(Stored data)

--------------------------------

//! Error types for the execution bridge.
//!
//! Every failure is synchronous and raised by the call that caused it.
//! [`BridgeError`] is what the public API returns; the narrower enums
//! group the usage, validation, loading and execution-context failures.

use std::io;
use std::path::PathBuf;

use thiserror::Error;

use crate::obs::{Channel, DType};

/// Result alias used throughout the crate.
pub type BridgeResult<T> = Result<T, BridgeError>;

/// Top-level error returned by the session and entry-point API.
#[derive(Debug, Error)]
pub enum BridgeError {
    /// The call is not legal in the session's current state.
    #[error(transparent)]
    Usage(#[from] UsageError),

    /// An input failed validation before any side effect happened.
    #[error(transparent)]
    Validation(#[from] ValidationError),

    /// The simulation module could not be loaded.
    #[error("failed to load simulation module {}: {source}", path.display())]
    Load {
        /// Module path that was requested.
        path: PathBuf,
        /// Underlying loader failure.
        #[source]
        source: LoadError,
    },

    /// Another live session already owns this module in this process.
    #[error("simulation module {} already has an active session", path.display())]
    InstanceBusy {
        /// Canonical module path.
        path: PathBuf,
    },

    /// The trace file could not be opened.
    #[error("failed to open trace file {}: {source}", path.display())]
    TraceOpen {
        /// Offending path.
        path: PathBuf,
        /// OS error.
        #[source]
        source: io::Error,
    },

    /// Writing or flushing the trace sink failed.
    #[error("trace write failed: {0}")]
    TraceWrite(#[source] io::Error),

    /// The simulation terminated before reaching its first input request.
    #[error("simulation done right after reset")]
    EndedBeforeInput,

    /// The execution context failed.
    #[error(transparent)]
    Context(#[from] ContextError),
}

/// Calls made in a lifecycle state that does not allow them.
#[derive(Debug, Clone, Copy, PartialEq, Eq, Error)]
pub enum UsageError {
    /// `step` (or a context-dependent call) before `start`/`reset`.
    #[error("step called without start() or reset()")]
    NotStarted,
    /// `start` on a session that already left the unstarted state.
    #[error("start called on a session that was already started")]
    AlreadyStarted,
    /// `step` after the episode finished.
    #[error("step called on a finished episode")]
    StepAfterDone,
    /// A call arrived while the simulation was still executing.
    #[error("step called while the simulation is running")]
    AlreadyRunning,
    /// Buffers rebound after the session engaged the simulation.
    #[error("set_buffers called after start()")]
    BuffersAfterStart,
    /// Seed query or live reseed before any episode started.
    #[error("seed access requires a started session")]
    SeedsBeforeStart,
    /// Any call other than `end` after the session was closed.
    #[error("session is closed")]
    Closed,
}

/// Input validation failures.
#[derive(Debug, Clone, PartialEq, Eq, Error)]
pub enum ValidationError {
    /// A string does not fit its fixed embedded field.
    #[error("{field} too long ({len} bytes, capacity {capacity})")]
    TooLong {
        /// Field name.
        field: &'static str,
        /// Supplied length in bytes.
        len: usize,
        /// Maximum accepted length in bytes.
        capacity: usize,
    },

    /// Buffer element type disagrees with the channel contract.
    #[error("buffer dtype mismatch for {channel}: expected {expected}, got {actual}")]
    DtypeMismatch {
        /// Channel being bound.
        channel: Channel,
        /// Declared element type.
        expected: DType,
        /// Supplied element type.
        actual: DType,
    },

    /// Buffer has the wrong number of dimensions.
    #[error("array has wrong number of dimensions for {channel} (expected {expected}, got {actual})")]
    RankMismatch {
        /// Channel being bound.
        channel: Channel,
        /// Declared rank.
        expected: usize,
        /// Supplied rank.
        actual: usize,
    },

    /// Buffer extents disagree with the channel contract.
    #[error("array has wrong shape for {channel} (expected {expected:?}, got {actual:?})")]
    ShapeMismatch {
        /// Channel being bound.
        channel: Channel,
        /// Declared extents.
        expected: Vec<usize>,
        /// Supplied extents.
        actual: Vec<usize>,
    },

    /// Flat slice length disagrees with the product of the declared extents.
    #[error("buffer for {channel} has {actual} elements, expected {expected}")]
    LengthMismatch {
        /// Channel being bound.
        channel: Channel,
        /// Declared element count.
        expected: usize,
        /// Supplied element count.
        actual: usize,
    },

    /// Buffer is not laid out C-contiguously.
    #[error("array for {channel} isn't C contiguous")]
    NotContiguous {
        /// Channel being bound.
        channel: Channel,
    },

    /// Buffer address is not aligned for its element type.
    #[error("buffer for {channel} is not aligned to {align} bytes")]
    Misaligned {
        /// Channel being bound.
        channel: Channel,
        /// Required alignment.
        align: usize,
    },
}

/// Failures reported by a [`crate::sim::ModuleLoader`].
#[derive(Debug, Error)]
pub enum LoadError {
    /// The module file could not be accessed.
    #[error(transparent)]
    Io(#[from] io::Error),
    /// The path exists but is not a loadable module.
    #[error("not a simulation module: {0}")]
    Invalid(String),
}

/// Failures of the execution context itself.
#[derive(Debug, Error)]
pub enum ContextError {
    /// The worker unit could not be spawned.
    #[error("failed to spawn execution context: {0}")]
    Spawn(#[source] io::Error),
    /// `resume` on a context whose entry function already returned.
    #[error("resume called on a finished execution context")]
    Finished,
    /// `enter` on a context that is already running its simulation.
    #[error("execution context was already entered")]
    AlreadyEntered,
    /// `resume` with an action before the simulation asked for one.
    #[error("execution context was never entered")]
    NotEntered,
    /// The simulation panicked; the context is gone.
    #[error("simulation crashed: {0}")]
    Crashed(String),
}

/// Returned to the simulation from a suspend point when the driver has
/// torn the execution context down.
///
/// Simulations propagate it with `?` so their stack unwinds normally.
#[derive(Debug, Clone, Copy, PartialEq, Eq, Error)]
#[error("execution context interrupted")]
pub struct Interrupted;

--------------------------------

### About this exercise
Exactly as written, reproduce the lines of the data above from the first line through the line where "Canonical module path." appears.

### Written answer
//! Error types for the execution bridge.
//!
//! Every failure is synchronous and raised by the call that caused it.
//! [`BridgeError`] is what the public API returns; the narrower enums
//! group the usage, validation, loading and execution-context failures.

use std::io;
use std::path::PathBuf;

use thiserror::Error;

use crate::obs::{Channel, DType};

/// Result alias used throughout the crate.
pub type BridgeResult<T> = Result<T, BridgeError>;

/// Top-level error returned by the session and entry-point API.
#[derive(Debug, Error)]
pub enum BridgeError {
    /// The call is not legal in the session's current state.
    #[error(transparent)]
    Usage(#[from] UsageError),

    /// An input failed validation before any side effect happened.
    #[error(transparent)]
    Validation(#[from] ValidationError),

    /// The simulation module could not be loaded.
    #[error("failed to load simulation module {}: {source}", path.display())]
    Load {
        /// Module path that was requested.
        path: PathBuf,
        /// Underlying loader failure.
        #[source]
        source: LoadError,
    },

    /// Another live session already owns this module in this process.
    #[error("simulation module {} already has an active session", path.display())]
    InstanceBusy {
        /// Canonical module path.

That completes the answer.